三
僕は働きたくなかった。働くのが嫌いだからだ。出来ることなら、精神病院の奥深くにでも幽閉されて、そこで死ぬまで誰とも関わらずに本でも読んで暮らしたいと思っている。それとインターネット環境完備、酒と煙草があれば天国だ。しかしそんなことが出来る筈が無い。まず精神病院へ入院する金が無いからだ。僕にも、僕の親にも無かった。金さえあればと、いつも思っていた。
金の無い僕は渋々ながら池袋サンシャインのハローワークへ足を向け、パソコンで仕事を検索、すると自宅から近隣にあるという介護付き有料老人ホームを発見し、すぐに連絡を入れて面接の日程を取り付けた。
面接当日を迎えた。僕は緊張を緩和させるために缶チューハイを二本呑んで施設へ向かった。
外観はどこにでもあるようなマンションと遜色ない造りの建物だった。老人ホームの看板が出ていなければ見過ごしてしまうだろう。インターホンを押す。すぐに反応があった。「どちら様でしょうか」「本日、面接の予約を入れている川下という者です」「少々お待ちください……」正面玄関の、暗証番号入力式の硝子戸が開く。
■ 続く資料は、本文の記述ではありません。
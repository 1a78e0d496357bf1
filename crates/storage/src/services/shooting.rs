use serde::{Deserialize, Serialize};
use utoipa::ToSchema;

use crate::error::{Result, StorageError};
use crate::models::Race;

pub const SHOTS_PER_RANGE: i64 = 5;

/// Converts a hit count for one five-shot bout into an error count.
/// Rejects hit counts outside [0, 5].
pub fn errors_from_hits(hits: i64) -> Result<i64> {
    if !(0..=SHOTS_PER_RANGE).contains(&hits) {
        return Err(StorageError::invalid_input(format!(
            "hits must be between 0 and {SHOTS_PER_RANGE}, got {hits}"
        )));
    }
    Ok(SHOTS_PER_RANGE - hits)
}

/// Penalty count recomputed from the authoritative per-range error
/// fields. Always a full recomputation, never an incremental patch, so
/// re-recording a bout cannot drift the total.
pub fn penalty_count(race: &Race) -> i64 {
    race.shooting_errors().iter().flatten().sum()
}

/// Unrounded hit/shot accumulator for accuracy statistics. Rounding to
/// a display percentage happens only at presentation time.
#[derive(Debug, Clone, Copy, Default, PartialEq, Eq, Serialize, Deserialize, ToSchema)]
pub struct ShootingTally {
    pub hits: i64,
    pub shots: i64,
}

impl ShootingTally {
    /// Folds in one recorded five-shot bout with the given error count.
    pub fn record_bout(&mut self, errors: i64) {
        self.hits += SHOTS_PER_RANGE - errors;
        self.shots += SHOTS_PER_RANGE;
    }

    pub fn merge(&mut self, other: ShootingTally) {
        self.hits += other.hits;
        self.shots += other.shots;
    }

    /// Accuracy percentage, or `None` before any shot was fired.
    pub fn accuracy(&self) -> Option<f64> {
        if self.shots == 0 {
            None
        } else {
            Some(self.hits as f64 / self.shots as f64 * 100.0)
        }
    }
}
pub mod competitor;
pub mod event;
pub mod race;

pub use competitor::CompetitorRepository;
pub use event::EventRepository;
pub use race::RaceRepository;
use chrono::NaiveDate;
use serde::{Deserialize, Serialize};
use utoipa::{IntoParams, ToSchema};
use validator::Validate;

use crate::dto::race::RaceResponse;
use crate::models::{Discipline, Event, EventStatus};
use crate::services::pairing::DuelPair;

/// Request payload for creating an event together with its race set.
///
/// Sprint/individual events take `competitor_ids` plus an optional
/// confirmed `pairing` from the preview endpoint (omitted, the server
/// shuffles a fresh one). Pursuit takes `competitor_ids` in start
/// order. Relay takes the two ordered team rosters instead.
#[derive(Debug, Clone, Serialize, Deserialize, Validate, ToSchema)]
pub struct CreateEventRequest {
    #[validate(length(min = 1, max = 255, message = "Name must be between 1 and 255 characters"))]
    pub name: String,

    pub date: Option<NaiveDate>,

    #[validate(range(min = 0, max = 12, message = "Level must be between 0 and 12"))]
    pub level: i64,

    pub discipline: Discipline,

    #[validate(length(min = 1, max = 255, message = "Location is required"))]
    pub location: String,

    #[serde(default)]
    pub competitor_ids: Vec<i64>,

    pub pairing: Option<Vec<DuelPair>>,

    pub team1: Option<Vec<i64>>,
    pub team2: Option<Vec<i64>>,
}

/// Query parameters for the event list
#[derive(Debug, Clone, Deserialize, IntoParams)]
pub struct EventListQuery {
    pub location: String,
    pub discipline: Option<Discipline>,
}

/// Request payload for editing event details
#[derive(Debug, Clone, Serialize, Deserialize, Validate, ToSchema)]
pub struct UpdateEventRequest {
    #[validate(length(min = 1, max = 255))]
    pub name: Option<String>,

    pub date: Option<NaiveDate>,

    #[validate(range(min = 0, max = 12))]
    pub level: Option<i64>,

    pub status: Option<EventStatus>,
}

/// Request payload for a fresh pairing preview (not persisted)
#[derive(Debug, Clone, Serialize, Deserialize, Validate, ToSchema)]
pub struct PairingPreviewRequest {
    pub discipline: Discipline,

    #[validate(length(min = 1, message = "Select at least one competitor"))]
    pub competitor_ids: Vec<i64>,
}

/// Request payload asserting the relay result for an event
#[derive(Debug, Clone, Serialize, Deserialize, Validate, ToSchema)]
pub struct RelayResultRequest {
    #[validate(range(min = 1, max = 2, message = "Team must be 1 or 2"))]
    pub winning_team: i64,
}

#[derive(Debug, Clone, Serialize, Deserialize, ToSchema)]
pub struct EventResponse {
    pub event_id: i64,
    pub name: String,
    pub date: NaiveDate,
    pub level: i64,
    pub status: EventStatus,
    pub discipline: Discipline,
    pub location: String,
    pub start_time_ms: Option<i64>,
}

/// One leaderboard line: engine rank and points joined with the
/// competitor's display data.
#[derive(Debug, Clone, Serialize, ToSchema)]
pub struct LeaderboardEntry {
    pub rank: i64,
    pub race_id: i64,
    pub competitor_id: i64,
    pub competitor_name: String,
    pub total_time_ms: Option<i64>,
    pub display_time: Option<String>,
    pub penalty_count: i64,
    pub points: i64,
}

/// Event with its race set and the recomputed leaderboard
#[derive(Debug, Clone, Serialize, ToSchema)]
pub struct EventDetailResponse {
    pub event: EventResponse,
    pub races: Vec<RaceResponse>,
    pub leaderboard: Vec<LeaderboardEntry>,
}

impl From<Event> for EventResponse {
    fn from(event: Event) -> Self {
        Self {
            event_id: event.event_id,
            name: event.name,
            date: event.date,
            level: event.level,
            status: event.status,
            discipline: event.discipline,
            location: event.location,
            start_time_ms: event.start_time_ms,
        }
    }
}
pub mod competitors;
pub mod events;
pub mod races;
pub mod standings;
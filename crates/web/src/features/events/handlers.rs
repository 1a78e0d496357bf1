use axum::{
    Json,
    extract::{Path, Query, State},
    http::StatusCode,
    response::{IntoResponse, Response},
};
use storage::{
    Database,
    dto::event::{
        CreateEventRequest, EventDetailResponse, EventListQuery, EventResponse,
        PairingPreviewRequest, RelayResultRequest, UpdateEventRequest,
    },
    dto::race::{AddDuelRequest, RaceResponse},
    services::pairing::Pairing,
};
use validator::Validate;

use crate::error::WebError;

use super::services;

#[utoipa::path(
    get,
    path = "/api/events",
    params(EventListQuery),
    responses(
        (status = 200, description = "List events at the location", body = Vec<EventResponse>)
    ),
    tag = "events"
)]
pub async fn list_events(
    State(db): State<Database>,
    Query(query): Query<EventListQuery>,
) -> Result<Response, WebError> {
    let events = services::list_events(db.pool(), &query.location, query.discipline).await?;

    let response: Vec<EventResponse> = events.into_iter().map(EventResponse::from).collect();

    Ok(Json(response).into_response())
}

#[utoipa::path(
    get,
    path = "/api/events/{id}",
    params(
        ("id" = i64, Path, description = "Event id")
    ),
    responses(
        (status = 200, description = "Event with races and leaderboard", body = EventDetailResponse),
        (status = 404, description = "Event not found")
    ),
    tag = "events"
)]
pub async fn get_event(
    State(db): State<Database>,
    Path(id): Path<i64>,
) -> Result<Response, WebError> {
    let detail = services::get_event_detail(db.pool(), id).await?;

    Ok(Json(detail).into_response())
}

#[utoipa::path(
    post,
    path = "/api/events/pairing-preview",
    request_body = PairingPreviewRequest,
    responses(
        (status = 200, description = "Freshly shuffled start structure", body = Pairing),
        (status = 400, description = "Validation error or duplicate selection")
    ),
    tag = "events"
)]
pub async fn preview_pairing(
    Json(req): Json<PairingPreviewRequest>,
) -> Result<Response, WebError> {
    req.validate()?;

    let pairing = services::preview_pairing(&req.competitor_ids, req.discipline)?;

    Ok(Json(pairing).into_response())
}

#[utoipa::path(
    post,
    path = "/api/events",
    request_body = CreateEventRequest,
    security(
        ("bearer_auth" = [])
    ),
    responses(
        (status = 201, description = "Event created with its race set", body = EventResponse),
        (status = 400, description = "Validation error"),
        (status = 401, description = "Unauthorized")
    ),
    tag = "events"
)]
pub async fn create_event(
    State(db): State<Database>,
    Json(req): Json<CreateEventRequest>,
) -> Result<Response, WebError> {
    req.validate()?;

    let event = services::create_event(db.pool(), &req).await?;

    Ok((StatusCode::CREATED, Json(EventResponse::from(event))).into_response())
}

#[utoipa::path(
    put,
    path = "/api/events/{id}",
    params(
        ("id" = i64, Path, description = "Event id")
    ),
    request_body = UpdateEventRequest,
    security(
        ("bearer_auth" = [])
    ),
    responses(
        (status = 200, description = "Event updated successfully", body = EventResponse),
        (status = 400, description = "Validation error"),
        (status = 401, description = "Unauthorized"),
        (status = 404, description = "Event not found")
    ),
    tag = "events"
)]
pub async fn update_event(
    State(db): State<Database>,
    Path(id): Path<i64>,
    Json(update_req): Json<UpdateEventRequest>,
) -> Result<Response, WebError> {
    update_req.validate()?;

    let updated = services::update_event(db.pool(), id, &update_req).await?;

    Ok(Json(EventResponse::from(updated)).into_response())
}

#[utoipa::path(
    delete,
    path = "/api/events/{id}",
    params(
        ("id" = i64, Path, description = "Event id")
    ),
    security(
        ("bearer_auth" = [])
    ),
    responses(
        (status = 204, description = "Event and its races deleted"),
        (status = 401, description = "Unauthorized"),
        (status = 404, description = "Event not found")
    ),
    tag = "events"
)]
pub async fn delete_event(
    State(db): State<Database>,
    Path(id): Path<i64>,
) -> Result<Response, WebError> {
    services::delete_event(db.pool(), id).await?;

    Ok(StatusCode::NO_CONTENT.into_response())
}

#[utoipa::path(
    post,
    path = "/api/events/{id}/races",
    params(
        ("id" = i64, Path, description = "Event id")
    ),
    request_body = AddDuelRequest,
    security(
        ("bearer_auth" = [])
    ),
    responses(
        (status = 201, description = "Duel races created", body = Vec<RaceResponse>),
        (status = 400, description = "Invalid duel"),
        (status = 401, description = "Unauthorized"),
        (status = 404, description = "Event not found")
    ),
    tag = "events"
)]
pub async fn add_duel(
    State(db): State<Database>,
    Path(id): Path<i64>,
    Json(req): Json<AddDuelRequest>,
) -> Result<Response, WebError> {
    let races = services::add_duel(db.pool(), id, req.competitor_id, req.opponent_id).await?;

    let response: Vec<RaceResponse> = races.into_iter().map(RaceResponse::from).collect();

    Ok((StatusCode::CREATED, Json(response)).into_response())
}

#[utoipa::path(
    post,
    path = "/api/events/{id}/relay-result",
    params(
        ("id" = i64, Path, description = "Event id")
    ),
    request_body = RelayResultRequest,
    security(
        ("bearer_auth" = [])
    ),
    responses(
        (status = 204, description = "Relay result recorded for both teams"),
        (status = 400, description = "Not a relay event"),
        (status = 401, description = "Unauthorized"),
        (status = 404, description = "Event not found")
    ),
    tag = "events"
)]
pub async fn assert_relay_result(
    State(db): State<Database>,
    Path(id): Path<i64>,
    Json(req): Json<RelayResultRequest>,
) -> Result<Response, WebError> {
    req.validate()?;

    services::assert_relay_result(db.pool(), id, req.winning_team).await?;

    Ok(StatusCode::NO_CONTENT.into_response())
}
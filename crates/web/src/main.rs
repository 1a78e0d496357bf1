use anyhow::Context;
use storage::Database;
use tower_http::cors::CorsLayer;
use utoipa::OpenApi;
use utoipa_swagger_ui::SwaggerUi;

mod config;
mod error;
mod features;
mod middleware;

use config::Config;
use middleware::auth::ApiKeys;

#[derive(OpenApi)]
#[openapi(
    paths(
        features::competitors::handlers::list_competitors,
        features::competitors::handlers::get_competitor,
        features::competitors::handlers::list_competitor_races,
        features::competitors::handlers::get_competitor_profile,
        features::competitors::handlers::create_competitor,
        features::competitors::handlers::update_competitor,
        features::competitors::handlers::delete_competitor,
        features::events::handlers::list_events,
        features::events::handlers::get_event,
        features::events::handlers::preview_pairing,
        features::events::handlers::create_event,
        features::events::handlers::update_event,
        features::events::handlers::delete_event,
        features::events::handlers::add_duel,
        features::events::handlers::assert_relay_result,
        features::races::handlers::get_race,
        features::races::handlers::record_split,
        features::races::handlers::record_shooting,
        features::races::handlers::reset_race,
        features::races::handlers::remove_duel,
        features::standings::handlers::get_standings,
    ),
    components(
        schemas(
            storage::dto::competitor::CreateCompetitorRequest,
            storage::dto::competitor::UpdateCompetitorRequest,
            storage::dto::competitor::CompetitorResponse,
            storage::dto::competitor::CompetitorProfileResponse,
            storage::dto::event::CreateEventRequest,
            storage::dto::event::UpdateEventRequest,
            storage::dto::event::PairingPreviewRequest,
            storage::dto::event::RelayResultRequest,
            storage::dto::event::EventResponse,
            storage::dto::event::EventDetailResponse,
            storage::dto::event::LeaderboardEntry,
            storage::dto::race::RecordSplitRequest,
            storage::dto::race::RecordShootingRequest,
            storage::dto::race::AddDuelRequest,
            storage::dto::race::RaceResponse,
            storage::dto::standings::StandingsResponse,
            storage::services::pairing::DuelPair,
            storage::services::pairing::Pairing,
            storage::services::standings::CompetitorStanding,
            storage::services::shooting::ShootingTally,
            storage::services::timing::SplitPhase,
            storage::models::Competitor,
            storage::models::Event,
            storage::models::EventStatus,
            storage::models::Discipline,
            storage::models::Race,
            storage::models::SplitTimes,
        )
    ),
    tags(
        (name = "competitors", description = "Competitor registry and profiles"),
        (name = "events", description = "Events, pairings and relay results"),
        (name = "races", description = "Per-race stopwatch and shooting entry"),
        (name = "standings", description = "Season standings"),
    ),
    modifiers(&SecurityAddon)
)]
struct ApiDoc;

struct SecurityAddon;

impl utoipa::Modify for SecurityAddon {
    fn modify(&self, openapi: &mut utoipa::openapi::OpenApi) {
        if let Some(components) = openapi.components.as_mut() {
            components.add_security_scheme(
                "bearer_auth",
                utoipa::openapi::security::SecurityScheme::Http(
                    utoipa::openapi::security::HttpBuilder::new()
                        .scheme(utoipa::openapi::security::HttpAuthScheme::Bearer)
                        .bearer_format("API Key")
                        .build(),
                ),
            )
        }
    }
}

#[tokio::main]
async fn main() -> anyhow::Result<()> {
    dotenvy::dotenv().ok();

    tracing_subscriber::fmt()
        .with_env_filter(
            tracing_subscriber::EnvFilter::try_from_default_env().unwrap_or_else(|_| "info".into()),
        )
        .with_target(true)
        .with_file(true)
        .with_line_number(true)
        .init();

    tracing::info!("Starting OpenBiathlon API");

    let config = Config::from_env().context("Failed to load API configuration")?;
    tracing::info!("Configuration loaded successfully");

    tracing::info!("Opening race store at: {}", config.database_url);
    let db = Database::new(&config.database_url)
        .await
        .context("Failed to initialize database")?;
    tracing::info!("Database connection established");

    tracing::info!("Running database migrations");
    db.run_migrations()
        .await
        .context("Failed to run migrations")?;
    tracing::info!("Database migrations completed successfully");

    let api_keys = ApiKeys::from_comma_separated(&config.api_keys);
    if api_keys.is_open() {
        tracing::info!("No API keys configured; mutating endpoints are open");
    }

    let bind_address = format!("{}:{}", config.host, config.port);
    tracing::info!("Starting server at http://{}", bind_address);
    tracing::info!(
        "Swagger UI available at http://{}/swagger-ui/",
        bind_address
    );

    let openapi = ApiDoc::openapi();

    let app = axum::Router::new()
        .nest("/api/competitors", features::competitors::routes::routes(api_keys.clone()))
        .nest("/api/events", features::events::routes::routes(api_keys.clone()))
        .nest("/api/races", features::races::routes::routes(api_keys))
        .nest("/api/standings", features::standings::routes::routes())
        .merge(SwaggerUi::new("/swagger-ui").url("/api-docs/openapi.json", openapi))
        .layer(CorsLayer::permissive())
        .with_state(db);

    let listener = tokio::net::TcpListener::bind(&bind_address)
        .await
        .context("Failed to bind server address")?;
    axum::serve(listener, app).await?;

    Ok(())
}
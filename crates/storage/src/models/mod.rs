mod competitor;
mod event;
mod race;

pub use competitor::Competitor;
pub use event::{Discipline, Event, EventStatus};
pub use race::{Race, SplitTimes};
「お待ちしておりました」四十絡みの、優しそうな女性に案内されて三階へ行く。丸いテーブルの周りに椅子が配されていてそのうちの一脚に女性が座っている。また女か、とおもった。今度は性格のキツそうなのが一目で分かる女だ。苦手なタイプだ。女はここの施設長だと名乗り、
「ええ、川下さんですね、本日は面接ということで……(何か言っていたが忘れた)……では、簡単な試験をさせていただきます」一枚のプリントを渡された。「こちらを記入していただきます」
その紙は簡単な問題が印刷されていた……本当に簡単な試験だった。中学生レベルの読み、書き、算盤が出来れば誰でも解ける設問だ。介護業界は凄いところだなあとおもった。不意に、僕は左側にある窓の外を見た。季節は冬だった。枯れ木が手前に一本、その奥に同じ造りの住宅が並んでいる。値段も様子も良い家だ。その中で知らない人々が幸せな生活を送っていることだろう。僕には縁のない世界だ。